Step-by-step explanation:

According to the Sherman Antitrust Act of 1890,

It is unlawful in the US to establish a trust, create and operate a monopoly, and or a cartel.

Under the above said Act, contracts, schemes, strategies, practices, and or conspiracies that put a restriction on the way trade ought to be conducted within industries are illegal.

So in the case of Billy Vs Bobby, (if they are the only players in the market) it means that as competitors, they cannot divide the market intentionally amongst themselves via some agreement or the other.

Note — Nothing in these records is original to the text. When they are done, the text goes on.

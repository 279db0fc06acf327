//! Ingest use case: received bytes → validated filename → stored file.
//!
//! Runs once per session, after the receive loop has decided the transfer is
//! over.  Every failure here is local to the upload: it is logged and the
//! upload is dropped.  The sender is never told, because the wire format has
//! no channel back to it.

use std::path::PathBuf;

use async_trait::async_trait;
use filedrop_core::{FilenameError, Frame, FrameError, SafeFilename};
use thiserror::Error;
use tracing::{info, warn};

/// Failure to persist an upload.
#[derive(Debug, Error)]
pub enum StoreError {
    #[error("cannot create file {path}: {source}")]
    Create {
        path: PathBuf,
        #[source]
        source: std::io::Error,
    },

    #[error("write to {path} failed after {written} bytes: {source}")]
    Write {
        path: PathBuf,
        written: u64,
        #[source]
        source: std::io::Error,
    },
}

/// Why an upload was dropped.
#[derive(Debug, Error)]
pub enum IngestError {
    /// The buffer could not be split into filename and content.
    #[error("malformed frame: {0}")]
    Frame(#[from] FrameError),

    /// The filename failed validation.
    #[error("unsafe filename rejected: {reason} ({name:?})")]
    UnsafeFilename {
        /// Lossy rendering of the raw bytes, for logs only.
        name: String,
        #[source]
        reason: FilenameError,
    },

    /// The sink could not write the file.
    #[error(transparent)]
    Store(#[from] StoreError),
}

/// Result of a successful store.
#[derive(Debug, Clone, PartialEq, Eq)]
pub struct StoredUpload {
    /// Full path of the written file.
    pub path: PathBuf,
    /// Bytes handed to the file.
    pub bytes_written: u64,
    /// File size read back after closing, when it could be read.
    pub size_on_disk: Option<u64>,
}

/// Destination for validated uploads.
///
/// The file-system implementation lives in
/// `infrastructure::storage::FsUploadSink`; tests use an in-memory recorder.
#[async_trait]
pub trait UploadSink: Send + Sync {
    /// Writes `content` under `name`, replacing any existing upload of the
    /// same name.
    async fn store(&self, name: &SafeFilename, content: &[u8]) -> Result<StoredUpload, StoreError>;
}

/// Splits `buffer`, validates the filename and hands the content to `sink`.
///
/// # Errors
///
/// - [`IngestError::Frame`] for an empty buffer or an overlong unterminated
///   filename.
/// - [`IngestError::UnsafeFilename`] for names that are empty, too long, or
///   could escape the storage root.
/// - [`IngestError::Store`] when the sink fails.
pub async fn ingest_upload(
    buffer: &[u8],
    max_filename_len: usize,
    sink: &dyn UploadSink,
) -> Result<StoredUpload, IngestError> {
    let frame = Frame::parse(buffer, max_filename_len)?;

    if !frame.terminated {
        warn!(
            "no line terminator in {} bytes; whole buffer taken as filename",
            buffer.len()
        );
    }

    let name = SafeFilename::parse(frame.filename).map_err(|reason| {
        let name = String::from_utf8_lossy(frame.filename).into_owned();
        warn!("unsafe filename rejected: {name:?} ({reason})");
        IngestError::UnsafeFilename { name, reason }
    })?;

    info!(
        "filename '{name}': {} bytes total, content offset {}, content {} bytes",
        buffer.len(),
        buffer.len() - frame.content.len(),
        frame.content.len()
    );

    if frame.content.is_empty() {
        warn!("empty file: '{name}' has no content");
    }

    let stored = sink.store(&name, frame.content).await?;
    info!("saved '{name}' ({} bytes)", stored.bytes_written);
    Ok(stored)
}

// ── Tests ─────────────────────────────────────────────────────────────────────
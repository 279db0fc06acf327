//! TCP helpers with per-operation timeouts.
//!
//! A timeout is reported as an `io::Error` of kind `TimedOut` so callers can
//! tell it apart from a refused or reset connection.

use std::io;
use std::time::Duration;

use tokio::io::{AsyncRead, AsyncReadExt, AsyncWrite, AsyncWriteExt};
use tokio::net::{TcpStream, ToSocketAddrs};
use tokio::time::{timeout, Instant};
use tracing::debug;

fn timed_out(what: &str, limit: Duration) -> io::Error {
    io::Error::new(
        io::ErrorKind::TimedOut,
        format!("{what} timed out after {limit:?}"),
    )
}

/// Resolves `addr` and opens a TCP connection, giving up after `limit`.
pub async fn connect_with_timeout<A: ToSocketAddrs>(
    addr: A,
    limit: Duration,
) -> io::Result<TcpStream> {
    match timeout(limit, TcpStream::connect(addr)).await {
        Ok(result) => result,
        Err(_) => Err(timed_out("connect", limit)),
    }
}

/// Writes all of `bytes`, giving up if the whole write takes longer than
/// `limit`.
pub async fn write_with_timeout<W>(writer: &mut W, bytes: &[u8], limit: Duration) -> io::Result<()>
where
    W: AsyncWrite + Unpin,
{
    match timeout(limit, writer.write_all(bytes)).await {
        Ok(result) => result,
        Err(_) => Err(timed_out("write", limit)),
    }
}

/// Waits up to `limit` for the peer to close its side, discarding anything
/// it sends.
///
/// Returns `true` if the peer closed in time.
pub async fn await_close<R>(reader: &mut R, limit: Duration) -> bool
where
    R: AsyncRead + Unpin,
{
    let now = Instant::now();
    let deadline = now
        .checked_add(limit)
        .unwrap_or_else(|| now + Duration::from_secs(86_400 * 365 * 30));
    let mut scratch = [0u8; 256];
    loop {
        match tokio::time::timeout_at(deadline, reader.read(&mut scratch)).await {
            Ok(Ok(0)) => return true,
            Ok(Ok(n)) => debug!("ignoring {n} unexpected bytes from server"),
            Ok(Err(e)) => {
                debug!("read while waiting for close failed: {e}");
                return true;
            }
            Err(_) => return false,
        }
    }
}

// ── Tests ─────────────────────────────────────────────────────────────────────
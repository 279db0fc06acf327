//! # filedrop-core
//!
//! Shared library for filedrop containing the wire framing rules and the
//! filename policy used by both the upload server and the sender client.
//!
//! This crate has zero dependencies on sockets, timers, or the file system.
//!
//! # Architecture overview
//!
//! filedrop moves exactly one file per TCP connection.  There is no length
//! prefix and no end marker on the wire:
//!
//! ```text
//! <filename>\n<raw file bytes ...>   then the sender closes or goes quiet
//! ```
//!
//! The receiver decides the file is complete when the peer closes the
//! connection or stops sending for a short while.  Everything that is pure
//! logic about that byte layout lives here:
//!
//! - **`protocol`** – Locating the filename/content boundary in a received
//!   buffer ([`split`], [`Frame`]) and building the header a sender writes
//!   ([`encode_header`]).
//!
//! - **`domain`** – The rules a filename must satisfy before it may be used as
//!   a path component on the receiving machine ([`SafeFilename`]).

pub mod domain;
pub mod protocol;

// Re-export the most-used types at the crate root so callers can write
// `filedrop_core::Frame` instead of `filedrop_core::protocol::frame::Frame`.
pub use domain::filename::{FilenameError, SafeFilename};
pub use protocol::constants::{DEFAULT_PORT, MAX_FILENAME_LEN, MAX_NAME_BYTES};
pub use protocol::frame::{encode_header, split, Frame, FrameError};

It may not have been the intention of Bobby to create a trust, however, if Billy had agreed, then it would count as such. Because it can then be inferred that both of them have shared the market amongst themselves.

In the case of Cardizem CD Antitrust Litigation, we know that there were only two players. Both agreed to a monopoly.

The defendants HMRI/Andrx had agreed to play the monopoly for 180 days with HMRI agreeing to pay Andrix $89 Million. HMRI was the older player. Adrix was the latest entrant in the market with a bioequivalent alterntive t HMRI's drug.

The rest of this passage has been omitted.